REQUIRED WORK:
Produce an exact copy of the first line of the data below and each line after it, please, up to and including the one with "fn conn(&self) ->".

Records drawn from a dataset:

—————

// Puzzle Archive - Web Server
// Read-only JSON API over the puzzle store

use anyhow::{Context, Result};
use axum::{
    extract::{Path, Query, State},
    http::StatusCode,
    response::{IntoResponse, Json, Response},
    routing::get,
    Router,
};
use puzzle_archive::{
    get_all_records, get_records_by_date, logging, normalize_date, search_records,
    setup_database, Config, Record,
};
use rusqlite::Connection;
use serde::{Deserialize, Serialize};
use std::sync::{Arc, Mutex, MutexGuard};
use tower_http::cors::CorsLayer;
use tracing::{error, info};

/// Shared application state
#[derive(Clone)]
struct AppState {
    db: Arc<Mutex<Connection>>,
}

impl AppState {
    fn conn(&self) -> MutexGuard<'_, Connection> {
        // A poisoned lock still holds a usable connection
        self.db.lock().unwrap_or_else(|poisoned| poisoned.into_inner())
    }
}

/// API Response wrapper
#[derive(Serialize)]
struct ApiResponse<T> {
    success: bool,
    data: T,
    #[serde(skip_serializing_if = "Option::is_none")]
    error: Option<String>,
}

impl<T> ApiResponse<T> {
    fn ok(data: T) -> Self {
        Self {
            success: true,
            data,
            error: None,
        }
    }

    fn err(data: T, message: impl Into<String>) -> Self {
        Self {
            success: false,
            data,
            error: Some(message.into()),
        }
    }
}

/// Stats response
#[derive(Serialize)]
struct StatsResponse {
    total_puzzles: usize,
    first_date: Option<String>,
    last_date: Option<String>,
    distinct_words: usize,
}

#[derive(Deserialize)]
struct SearchParams {
    q: String,
}

fn records_response(result: anyhow::Result<Vec<Record>>, what: &str) -> Response {
    match result {
        Ok(records) => (StatusCode::OK, Json(ApiResponse::ok(records))).into_response(),
        Err(e) => {
            error!("Error getting {}: {:#}", what, e);
            (
                StatusCode::INTERNAL_SERVER_ERROR,
                Json(ApiResponse::err(Vec::<Record>::new(), e.to_string())),
            )
                .into_response()
        }
    }
}

// ============================================================================
// API Handlers
// ============================================================================

/// GET /api/health - Health check
async fn health_check() -> impl IntoResponse {
    Json(ApiResponse::ok("OK"))
}

/// GET /api/puzzles - All puzzles, oldest first
async fn get_puzzles(State(state): State<AppState>) -> Response {
    let conn = state.conn();
    records_response(get_all_records(&conn), "puzzles")
}

/// GET /api/puzzles/:date - Puzzles for a YYYY-MM-DD or "Jul 31, 2025" date
async fn get_puzzle_by_date(State(state): State<AppState>, Path(date): Path<String>) -> Response {
    let key = normalize_date(&date).unwrap_or(date);
    let conn = state.conn();

    match get_records_by_date(&conn, &key) {
        Ok(records) if records.is_empty() => (
            StatusCode::NOT_FOUND,
            Json(ApiResponse::err(records, format!("no puzzle for {}", key))),
        )
            .into_response(),
        other => records_response(other, "puzzle by date"),
    }
}

/// GET /api/search?q= - Search category names and words
async fn search_puzzles(
    State(state): State<AppState>,
    Query(params): Query<SearchParams>,
) -> Response {
    let conn = state.conn();
    records_response(search_records(&conn, &params.q), "search results")
}

/// GET /api/stats - Archive statistics
async fn get_stats(State(state): State<AppState>) -> Response {
    let conn = state.conn();

    match get_all_records(&conn) {
        Ok(records) => {
            let mut words: Vec<String> = records
                .iter()
                .flat_map(|r| r.words().map(str::to_uppercase))
                .collect();
            words.sort();
            words.dedup();

            let stats = StatsResponse {
                total_puzzles: records.len(),
                first_date: records.first().map(Record::date_key),
                last_date: records.last().map(Record::date_key),
                distinct_words: words.len(),
            };
            (StatusCode::OK, Json(ApiResponse::ok(stats))).into_response()
        }
        Err(e) => {
            error!("Error getting stats: {:#}", e);
            (
                StatusCode::INTERNAL_SERVER_ERROR,
                Json(ApiResponse::err(
                    StatsResponse {
                        total_puzzles: 0,
                        first_date: None,
                        last_date: None,
                        distinct_words: 0,
                    },
                    e.to_string(),
                )),
            )
                .into_response()
        }
    }
}

// ============================================================================
// Main Server
// ============================================================================

#[tokio::main]
async fn main() -> Result<()> {
    logging::init("info");
    let config = Config::from_env();

    if !config.db_path.exists() {
        error!("Database not found at {}", config.db_path.display());
        error!("Run: puzzle-archive import <FILE> to import puzzles first");
        std::process::exit(1);
    }

    let conn = Connection::open(&config.db_path)
        .with_context(|| format!("Failed to open database: {}", config.db_path.display()))?;
    setup_database(&conn)?;
    info!(db = %config.db_path.display(), "database opened");

    let state = AppState {
        db: Arc::new(Mutex::new(conn)),
    };

    let api_routes = Router::new()
        .route("/health", get(health_check))
        .route("/puzzles", get(get_puzzles))
        .route("/puzzles/:date", get(get_puzzle_by_date))
        .route("/search", get(search_puzzles))
        .route("/stats", get(get_stats))
        .with_state(state);

    let app = Router::new()
        .nest("/api", api_routes)
        .layer(CorsLayer::permissive());

    let listener = tokio::net::TcpListener::bind(&config.bind_addr)
        .await
        .with_context(|| format!("Failed to bind to {}", config.bind_addr))?;

    info!("Server running on http://{}/api/puzzles", config.bind_addr);

    axum::serve(listener, app)
        .await
        .context("Server error")?;

    Ok(())
}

—————

SOLUTION TO THIS EXERCISE:
// Puzzle Archive - Web Server
// Read-only JSON API over the puzzle store

use anyhow::{Context, Result};
use axum::{
    extract::{Path, Query, State},
    http::StatusCode,
    response::{IntoResponse, Json, Response},
    routing::get,
    Router,
};
use puzzle_archive::{
    get_all_records, get_records_by_date, logging, normalize_date, search_records,
    setup_database, Config, Record,
};
use rusqlite::Connection;
use serde::{Deserialize, Serialize};
use std::sync::{Arc, Mutex, MutexGuard};
use tower_http::cors::CorsLayer;
use tracing::{error, info};

/// Shared application state
#[derive(Clone)]
struct AppState {
    db: Arc<Mutex<Connection>>,
}

impl AppState {
    fn conn(&self) -> MutexGuard<'_, Connection> {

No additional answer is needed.